Thermal postbuckling analysis of temperature dependent delaminated composite plates

• Thermal instability of delaminated composite plates has been examined.
• Delamination decreases the critical buckling temperature of composite plates.
• Load carrying capacity of laminates decreases by increasing delamination size.
• A methodology is developed for both local/global buckling analysis of composites.

This paper deals with the nonlinear thermal stability of composite plate with embedded and through-the-width delaminations under uniform temperature rise. The formulation is established within the framework of the higher order shear deformation theory by taking into account the von Karman geometrical nonlinearity.
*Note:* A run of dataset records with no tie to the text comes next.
use common_redis::CustomRedisError;
use thiserror::Error;

/// Error type loaders are converted into. Anything `Into<BoxError>` works,
/// including `sqlx::Error`, `anyhow::Error` and plain strings.
pub type BoxError = Box<dyn std::error::Error + Send + Sync>;

#[derive(Error, Debug)]
pub enum CacheError {
    #[error("cache store error: {0}")]
    Store(#[from] CustomRedisError),
    #[error("failed to encode or decode cached value: {0}")]
    Codec(String),
    #[error("loader failed: {0}")]
    Loader(#[source] BoxError),
    #[error("gave up waiting for rebuild lock {key} after {attempts} attempts")]
    LockTimeout { key: String, attempts: u32 },
    #[error("rebuild executor rejected the task")]
    RebuildRejected,
    #[error("invalid cache configuration: {0}")]
    InvalidConfiguration(String),
}

impl From<serde_json::Error> for CacheError {
    fn from(err: serde_json::Error) -> Self {
        CacheError::Codec(err.to_string())
    }
}

impl CacheError {
    pub(crate) fn loader(err: impl Into<BoxError>) -> Self {
        CacheError::Loader(err.into())
    }

    /// True when the store failed in a way that may clear up on its own.
    /// Callers may fall back to the source of record in that case.
    ///
    /// Permanent store errors (bad configuration, rejected credentials,
    /// unparseable replies) are not unavailability and should surface.
    pub fn is_store_unavailable(&self) -> bool {
        matches!(self, CacheError::Store(err) if !err.is_unrecoverable_error())
    }
}

#[cfg(test)]
mod tests {
    use super::*;

    #[test]
    fn test_store_timeouts_are_unavailability() {
        let err = CacheError::from(CustomRedisError::Timeout);
        assert!(err.is_store_unavailable());
    }

    #[test]
    fn test_loader_and_lock_errors_are_not_store_unavailability() {
        assert!(!CacheError::loader("db down").is_store_unavailable());
        assert!(!CacheError::LockTimeout {
            key: "lock:shop:1".to_string(),
            attempts: 3
        }
        .is_store_unavailable());
    }

    #[test]
    fn test_permanent_store_errors_are_not_unavailability() {
        for err in [
            CustomRedisError::ParseError("bad".to_string()),
            CustomRedisError::InvalidConfiguration("response timeout of 0s".to_string()),
        ] {
            assert!(!CacheError::Store(err).is_store_unavailable());
        }
    }

    #[test]
    fn test_loader_error_keeps_its_source() {
        let err = CacheError::loader("connection refused");
        assert_eq!(err.to_string(), "loader failed: connection refused");
        assert!(std::error::Error::source(&err).is_some());
    }
}
use std::sync::Arc;
use std::time::Duration;

use common_cache::{CacheClient, CacheError, CacheResult, Strategy};
use thiserror::Error;
use tracing::{debug, instrument, warn};

use crate::shop::{Shop, ShopStore, ShopType, CACHE_SHOP_KEY, CACHE_SHOP_TYPE_KEY, SHOP_TYPE_LIST_ID};

#[derive(Error, Debug)]
pub enum ShopError {
    #[error("shop {0} does not exist")]
    NotFound(i64),
    #[error("invalid shop id {0}")]
    InvalidId(i64),
    #[error("no shop types configured")]
    NoShopTypes,
    #[error("database error: {0}")]
    Database(#[from] sqlx::Error),
    #[error(transparent)]
    Cache(#[from] CacheError),
}

/// Shop reads fronted by the cache, writes going to the database first.
pub struct ShopService {
    store: Arc<dyn ShopStore + Send + Sync>,
    cache: Arc<CacheClient>,
    strategy: Strategy,
}

impl ShopService {
    pub fn new(
        store: Arc<dyn ShopStore + Send + Sync>,
        cache: Arc<CacheClient>,
        strategy: Strategy,
    ) -> Self {
        Self {
            store,
            cache,
            strategy,
        }
    }

    pub fn strategy(&self) -> Strategy {
        self.strategy
    }

    fn shop_ttl(&self) -> Duration {
        self.cache.config().default_ttl
    }

    #[instrument(skip(self), fields(strategy = %self.strategy))]
    pub async fn query_by_id(&self, id: i64) -> Result<Shop, ShopError> {
        if id <= 0 {
            return Err(ShopError::InvalidId(id));
        }

        let store = self.store.clone();
        let loader = move |id: i64| async move { store.find_shop(id).await };
        let ttl = self.shop_ttl();

        let cached: Result<CacheResult<Shop>, CacheError> = match self.strategy {
            Strategy::PassThrough => {
                self.cache
                    .get_pass_through(CACHE_SHOP_KEY, id, loader, ttl)
                    .await
            }
            Strategy::Mutex => {
                self.cache
                    .get_with_mutex(CACHE_SHOP_KEY, id, loader, ttl)
                    .await
            }
            Strategy::LogicalExpire => {
                self.cache
                    .get_with_logical_expire(CACHE_SHOP_KEY, id, loader, ttl)
                    .await
            }
        };

        let shop = match cached {
            Ok(result) => {
                debug!(source = %result.source, "shop lookup");
                result.value
            }
            Err(e) if e.is_store_unavailable() => {
                warn!(error = %e, "cache unavailable, reading shop from database");
                self.store.find_shop(id).await?
            }
            Err(e) => return Err(e.into()),
        };

        shop.ok_or(ShopError::NotFound(id))
    }

    /// Write the shop to the database, then drop or refresh its cache entry.
    ///
    /// With logical expiration the entry is rewritten instead of deleted: that
    /// strategy never loads on a miss, so a deleted hot key would read as
    /// missing until it is warmed again.
    #[instrument(skip_all, fields(id = shop.id, strategy = %self.strategy))]
    pub async fn update(&self, shop: &Shop) -> Result<(), ShopError> {
        if shop.id <= 0 {
            return Err(ShopError::InvalidId(shop.id));
        }

        if !self.store.update_shop(shop).await? {
            return Err(ShopError::NotFound(shop.id));
        }

        let refreshed = match self.strategy {
            Strategy::LogicalExpire => {
                self.cache
                    .set_with_logical_expire(CACHE_SHOP_KEY, shop.id, shop, self.shop_ttl())
                    .await
            }
            Strategy::PassThrough | Strategy::Mutex => {
                self.cache.invalidate(CACHE_SHOP_KEY, shop.id).await
            }
        };

        // the write is committed; a stale entry is bounded by its TTL
        if let Err(e) = refreshed {
            warn!(error = %e, "shop updated but its cache entry was not refreshed");
        }
        Ok(())
    }

    /// Load a shop from the database into a logical entry.
    #[instrument(skip(self))]
    pub async fn warm_shop(&self, id: i64, ttl: Duration) -> Result<(), ShopError> {
        let shop = self
            .store
            .find_shop(id)
            .await?
            .ok_or(ShopError::NotFound(id))?;

        self.cache
            .set_with_logical_expire(CACHE_SHOP_KEY, id, &shop, ttl)
            .await?;
        debug!("shop warmed");
        Ok(())
    }

    /// Shop types change rarely and are cached without expiry.
    #[instrument(skip_all)]
    pub async fn list_types(&self) -> Result<Vec<ShopType>, ShopError> {
        match self
            .cache
            .get::<Vec<ShopType>>(CACHE_SHOP_TYPE_KEY, SHOP_TYPE_LIST_ID)
            .await
        {
            Ok(Some(types)) => return Ok(types),
            Ok(None) => {}
            Err(e) => warn!(error = %e, "cache unavailable, reading shop types from database"),
        }

        let types = self.store.list_shop_types().await?;
        if types.is_empty() {
            return Err(ShopError::NoShopTypes);
        }

        if let Err(e) = self
            .cache
            .set(CACHE_SHOP_TYPE_KEY, SHOP_TYPE_LIST_ID, &types, None)
            .await
        {
            warn!(error = %e, "failed to cache shop types");
        }
        Ok(types)
    }

    /// Wait for background rebuilds to finish and refuse new ones.
    pub async fn shutdown(&self) {
        self.cache.rebuild_executor().shutdown().await;
    }
}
The thermomechanical properties of the laminates are assumed to be temperature-dependent. The nonlinear equilibrium equations derived by the minimum total potential energy principle, are solved using the Rayleigh–Ritz method along with the Newton–Raphson iterative procedure. For modeling the embedded and through-the-width delaminations, the plate is divided into a number of smaller regions. The proposed model is capable of analyzing both local buckling of the delaminated base laminate and sublaminate as well as the global buckling of the plate. Numerical results are presented to provide an insight into effects of delamination type, size of delamination and boundary condition on the critical buckling temperature difference, buckling mode and postbuckling behavior of the composite plate. It is found that presence of delamination leads to substantial reduction in the load carrying capacity of the composite plate. Furthermore, the results reveal that the buckling mode could be changed depending on the delamination area.